▶ _Directions_: Among the records below, find the line that has "pub fn random<R: Rng>(size: usize, probability: f64, rng: &mut"; from there, give the lines again exactly, and stop after the line that has "pub fn get(&self, x: i32, y: i32)".

Stored data entries:
★ ★ ★ ★ ★ ★ ★

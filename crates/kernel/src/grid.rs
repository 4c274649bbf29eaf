use lifegrid_common::config::{validate_grid_size, validate_probability};
use lifegrid_common::{CellCoord, LifeError};
use rand::{Rng, SeedableRng};
use rand_chacha::ChaCha8Rng;

/// Double-buffered N×N boolean grid.
///
/// `current` is the authoritative generation every reader sees. `next` is
/// scratch space written only by the engine while it computes a generation,
/// and becomes visible as a whole on `commit`.
///
/// Cells are stored row-major: index = `y * size + x`. Cells outside the grid
/// are dead; there is no wraparound.
///
/// Two grids are equal when their current generations are; the scratch
/// buffer does not take part.
#[derive(Debug, Clone)]
pub struct GridStore {
    size: usize,
    current: Vec<bool>,
    next: Vec<bool>,
}

impl PartialEq for GridStore {
    fn eq(&self, other: &Self) -> bool {
        self.size == other.size && self.current == other.current
    }
}

impl Eq for GridStore {}

impl GridStore {
    /// An all-dead grid of the given side length.
    pub fn new(size: usize) -> Result<Self, LifeError> {
        validate_grid_size(size)?;
        Ok(Self {
            size,
            current: vec![false; size * size],
            next: vec![false; size * size],
        })
    }

    /// A grid where each cell is independently alive with `probability`.
    pub fn random<R: Rng>(size: usize, probability: f64, rng: &mut R) -> Result<Self, LifeError> {
        validate_probability(probability)?;
        let mut grid = Self::new(size)?;
        for cell in &mut grid.current {
            *cell = rng.gen_bool(probability);
        }
        Ok(grid)
    }

    /// Build the initial state. With a seed the result is reproducible;
    /// without one the generator is seeded from OS entropy.
    pub fn initialize(size: usize, probability: f64, seed: Option<u64>) -> Result<Self, LifeError> {
        let mut rng = match seed {
            Some(seed) => ChaCha8Rng::seed_from_u64(seed),
            None => ChaCha8Rng::from_entropy(),
        };
        let grid = Self::random(size, probability, &mut rng)?;
        tracing::debug!(size, probability, ?seed, population = grid.population(), "grid initialized");
        Ok(grid)
    }

    /// Build a grid from row strings, `#` alive and anything else dead.
    /// Rows must all be as long as there are rows.
    pub fn from_rows(rows: &[&str]) -> Result<Self, LifeError> {
        let mut grid = Self::new(rows.len())?;
        for (y, row) in rows.iter().enumerate() {
            if row.chars().count() != grid.size {
                return Err(LifeError::invalid(format!(
                    "row {y} has {} cells, expected {}",
                    row.chars().count(),
                    grid.size
                )));
            }
            for (x, ch) in row.chars().enumerate() {
                grid.current[y * grid.size + x] = ch == '#';
            }
        }
        Ok(grid)
    }

    /// Side length N.
    pub fn size(&self) -> usize {
        self.size
    }

    /// Whether `(x, y)` lies on the grid.
    pub fn contains(&self, x: i32, y: i32) -> bool {
        self.index(x, y).is_some()
    }

    /// Current state of a cell.
    pub fn get(&self, x: i32, y: i32) -> Result<bool, LifeError> {
        let i = self.checked_index(x, y)?;
        Ok(self.current[i])
    }

    /// Overwrite a cell in the current generation. Nothing is recomputed.
    pub fn set(&mut self, x: i32, y: i32, alive: bool) -> Result<(), LifeError> {
        let i = self.checked_index(x, y)?;
        self.current[i] = alive;
        Ok(())
    }

    /// Live cells among the up-to-8 Moore neighbours, clipped at the edge.
    pub fn count_live_neighbors(&self, x: i32, y: i32) -> Result<u8, LifeError> {
        self.checked_index(x, y)?;
        Ok(self.neighbors_at(x as usize, y as usize))
    }

    /// Clear the scratch buffer ahead of a generation computation.
    pub(crate) fn begin_next_generation(&mut self) {
        self.next.fill(false);
    }

    /// Write a cell of the generation being computed. Coordinates come from
    /// the engine's own raster loop and are always in range.
    pub(crate) fn write_next(&mut self, x: usize, y: usize, alive: bool) {
        debug_assert!(x < self.size && y < self.size);
        self.next[y * self.size + x] = alive;
    }

    /// Promote `next` to `current`. The old generation becomes scratch.
    pub(crate) fn commit(&mut self) {
        std::mem::swap(&mut self.current, &mut self.next);
    }

    /// Value of a cell in the scratch buffer, for diffing before commit.
    pub(crate) fn next_at(&self, x: usize, y: usize) -> bool {
        self.next[y * self.size + x]
    }

    pub(crate) fn current_at(&self, x: usize, y: usize) -> bool {
        self.current[y * self.size + x]
    }

    /// Unchecked neighbour count for in-range `usize` coordinates.
    pub(crate) fn neighbors_at(&self, x: usize, y: usize) -> u8 {
        let last = self.size - 1;
        let mut count = 0;
        for ny in y.saturating_sub(1)..=(y + 1).min(last) {
            for nx in x.saturating_sub(1)..=(x + 1).min(last) {
                if (nx, ny) != (x, y) && self.current[ny * self.size + nx] {
                    count += 1;
                }
            }
        }
        count
    }

    /// Number of live cells.
    pub fn population(&self) -> usize {
        self.current.iter().filter(|c| **c).count()
    }

    /// Coordinates of every live cell in raster order (row by row).
    pub fn live_cells(&self) -> Vec<CellCoord> {
        self.current
            .iter()
            .enumerate()
            .filter(|(_, alive)| **alive)
            .map(|(i, _)| CellCoord::new((i % self.size) as i32, (i / self.size) as i32))
            .collect()
    }

    /// Row-major view of the current generation.
    pub fn cells(&self) -> &[bool] {
        &self.current
    }

    /// FNV-1a over the side length and current cells.
    pub fn state_hash(&self) -> u64 {
        let mut h: u64 = 0xcbf2_9ce4_8422_2325;
        let mut mix = |b: u8| {
            h ^= b as u64;
            h = h.wrapping_mul(0x0100_0000_01b3);
        };
        for b in (self.size as u64).to_le_bytes() {
            mix(b);
        }
        for &cell in &self.current {
            mix(cell as u8);
        }
        h
    }

    fn index(&self, x: i32, y: i32) -> Option<usize> {
        let x = usize::try_from(x).ok().filter(|x| *x < self.size)?;
        let y = usize::try_from(y).ok().filter(|y| *y < self.size)?;
        Some(y * self.size + x)
    }

    fn checked_index(&self, x: i32, y: i32) -> Result<usize, LifeError> {
        self.index(x, y).ok_or(LifeError::OutOfBounds {
            x,
            y,
            size: self.size,
        })
    }
}

#[cfg(test)]
mod tests {
    use super::*;

    #[test]
    fn new_grid_is_all_dead() {
        let g = GridStore::new(6).unwrap();
        assert_eq!(g.size(), 6);
        assert_eq!(g.population(), 0);
        assert_eq!(g.cells().len(), 36);
    }

    #[test]
    fn zero_size_rejected() {
        assert!(matches!(
            GridStore::new(0),
            Err(LifeError::InvalidConfiguration(_))
        ));
    }

    #[test]
    fn bad_probability_rejected() {
        assert!(GridStore::initialize(5, 1.01, Some(1)).is_err());
        assert!(GridStore::initialize(5, -0.5, Some(1)).is_err());
    }

    #[test]
    fn probability_extremes() {
        let dead = GridStore::initialize(8, 0.0, Some(3)).unwrap();
        assert_eq!(dead.population(), 0);
        let full = GridStore::initialize(8, 1.0, Some(3)).unwrap();
        assert_eq!(full.population(), 64);
    }

    #[test]
    fn same_seed_same_grid() {
        let a = GridStore::initialize(20, 0.5, Some(42)).unwrap();
        let b = GridStore::initialize(20, 0.5, Some(42)).unwrap();
        assert_eq!(a, b);
        assert_eq!(a.state_hash(), b.state_hash());
    }

    #[test]
    fn different_seeds_diverge() {
        let a = GridStore::initialize(20, 0.5, Some(1)).unwrap();
        let b = GridStore::initialize(20, 0.5, Some(2)).unwrap();
        assert_ne!(a.cells(), b.cells());
    }

    #[test]
    fn half_probability_is_roughly_half() {
        let g = GridStore::initialize(100, 0.5, Some(9)).unwrap();
        let pop = g.population();
        assert!((4000..6000).contains(&pop), "population {pop}");
    }

    #[test]
    fn set_then_get() {
        let mut g = GridStore::new(4).unwrap();
        g.set(1, 2, true).unwrap();
        assert!(g.get(1, 2).unwrap());
        assert!(!g.get(2, 1).unwrap());
        g.set(1, 2, false).unwrap();
        assert!(!g.get(1, 2).unwrap());
    }

    #[test]
    fn out_of_bounds_rejected_without_mutation() {
        let mut g = GridStore::initialize(5, 0.5, Some(11)).unwrap();
        let before = g.clone();
        for (x, y) in [(-1, 0), (0, -1), (5, 0), (0, 5), (-1, 5)] {
            assert_eq!(
                g.get(x, y),
                Err(LifeError::OutOfBounds { x, y, size: 5 })
            );
            assert_eq!(
                g.set(x, y, true),
                Err(LifeError::OutOfBounds { x, y, size: 5 })
            );
            assert!(g.count_live_neighbors(x, y).is_err());
        }
        assert_eq!(g, before);
    }

    #[test]
    fn neighbors_center_and_corner() {
        let g = GridStore::from_rows(&["###", "###", "###"]).unwrap();
        assert_eq!(g.count_live_neighbors(1, 1).unwrap(), 8);
        assert_eq!(g.count_live_neighbors(0, 0).unwrap(), 3);
        assert_eq!(g.count_live_neighbors(1, 0).unwrap(), 5);
    }

    #[test]
    fn edge_is_not_toroidal() {
        // Live cells on the opposite edges would be neighbours of (0, 0)
        // only under wraparound.
        let g = GridStore::from_rows(&["....#", ".....", ".....", ".....", "#...#"]).unwrap();
        assert_eq!(g.count_live_neighbors(0, 0).unwrap(), 0);
    }

    #[test]
    fn single_cell_grid_has_no_neighbors() {
        let g = GridStore::from_rows(&["#"]).unwrap();
        assert_eq!(g.count_live_neighbors(0, 0).unwrap(), 0);
    }

    #[test]
    fn from_rows_rejects_ragged_input() {
        assert!(GridStore::from_rows(&["##", "#"]).is_err());
        assert!(GridStore::from_rows(&[]).is_err());
    }

    #[test]
    fn commit_swaps_buffers() {
        let mut g = GridStore::new(3).unwrap();
        g.set(0, 0, true).unwrap();
        g.begin_next_generation();
        g.write_next(2, 2, true);
        // Scratch writes stay invisible until commit.
        assert!(!g.get(2, 2).unwrap());
        assert!(g.get(0, 0).unwrap());

        g.commit();
        assert!(g.get(2, 2).unwrap());
        assert!(!g.get(0, 0).unwrap());
    }

    #[test]
    fn equality_ignores_scratch_buffer() {
        let fresh = GridStore::from_rows(&["...", "###", "..."]).unwrap();
        let mut stepped = fresh.clone();
        stepped.begin_next_generation();
        stepped.write_next(0, 0, true);
        assert_eq!(stepped, fresh);

        stepped.commit();
        assert_ne!(stepped, fresh);
    }

    #[test]
    fn begin_next_generation_clears_scratch() {
        let mut g = GridStore::new(3).unwrap();
        g.begin_next_generation();
        g.write_next(1, 1, true);
        g.begin_next_generation();
        assert!(!g.next_at(1, 1));
    }

    #[test]
    fn live_cells_in_raster_order() {
        let g = GridStore::from_rows(&[".#.", "#..", "..#"]).unwrap();
        assert_eq!(
            g.live_cells(),
            vec![CellCoord::new(1, 0), CellCoord::new(0, 1), CellCoord::new(2, 2)]
        );
    }

    #[test]
    fn state_hash_tracks_content() {
        let mut g = GridStore::new(4).unwrap();
        let empty = g.state_hash();
        g.set(3, 3, true).unwrap();
        assert_ne!(g.state_hash(), empty);
        g.set(3, 3, false).unwrap();
        assert_eq!(g.state_hash(), empty);
    }
}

★ ★ ★ ★ ★ ★ ★

▶ _Response area_:
    pub fn random<R: Rng>(size: usize, probability: f64, rng: &mut R) -> Result<Self, LifeError> {
        validate_probability(probability)?;
        let mut grid = Self::new(size)?;
        for cell in &mut grid.current {
            *cell = rng.gen_bool(probability);
        }
        Ok(grid)
    }

    /// Build the initial state. With a seed the result is reproducible;
    /// without one the generator is seeded from OS entropy.
    pub fn initialize(size: usize, probability: f64, seed: Option<u64>) -> Result<Self, LifeError> {
        let mut rng = match seed {
            Some(seed) => ChaCha8Rng::seed_from_u64(seed),
            None => ChaCha8Rng::from_entropy(),
        };
        let grid = Self::random(size, probability, &mut rng)?;
        tracing::debug!(size, probability, ?seed, population = grid.population(), "grid initialized");
        Ok(grid)
    }

    /// Build a grid from row strings, `#` alive and anything else dead.
    /// Rows must all be as long as there are rows.
    pub fn from_rows(rows: &[&str]) -> Result<Self, LifeError> {
        let mut grid = Self::new(rows.len())?;
        for (y, row) in rows.iter().enumerate() {
            if row.chars().count() != grid.size {
                return Err(LifeError::invalid(format!(
                    "row {y} has {} cells, expected {}",
                    row.chars().count(),
                    grid.size
                )));
            }
            for (x, ch) in row.chars().enumerate() {
                grid.current[y * grid.size + x] = ch == '#';
            }
        }
        Ok(grid)
    }

    /// Side length N.
    pub fn size(&self) -> usize {
        self.size
    }

    /// Whether `(x, y)` lies on the grid.
    pub fn contains(&self, x: i32, y: i32) -> bool {
        self.index(x, y).is_some()
    }

    /// Current state of a cell.
    pub fn get(&self, x: i32, y: i32) -> Result<bool, LifeError> {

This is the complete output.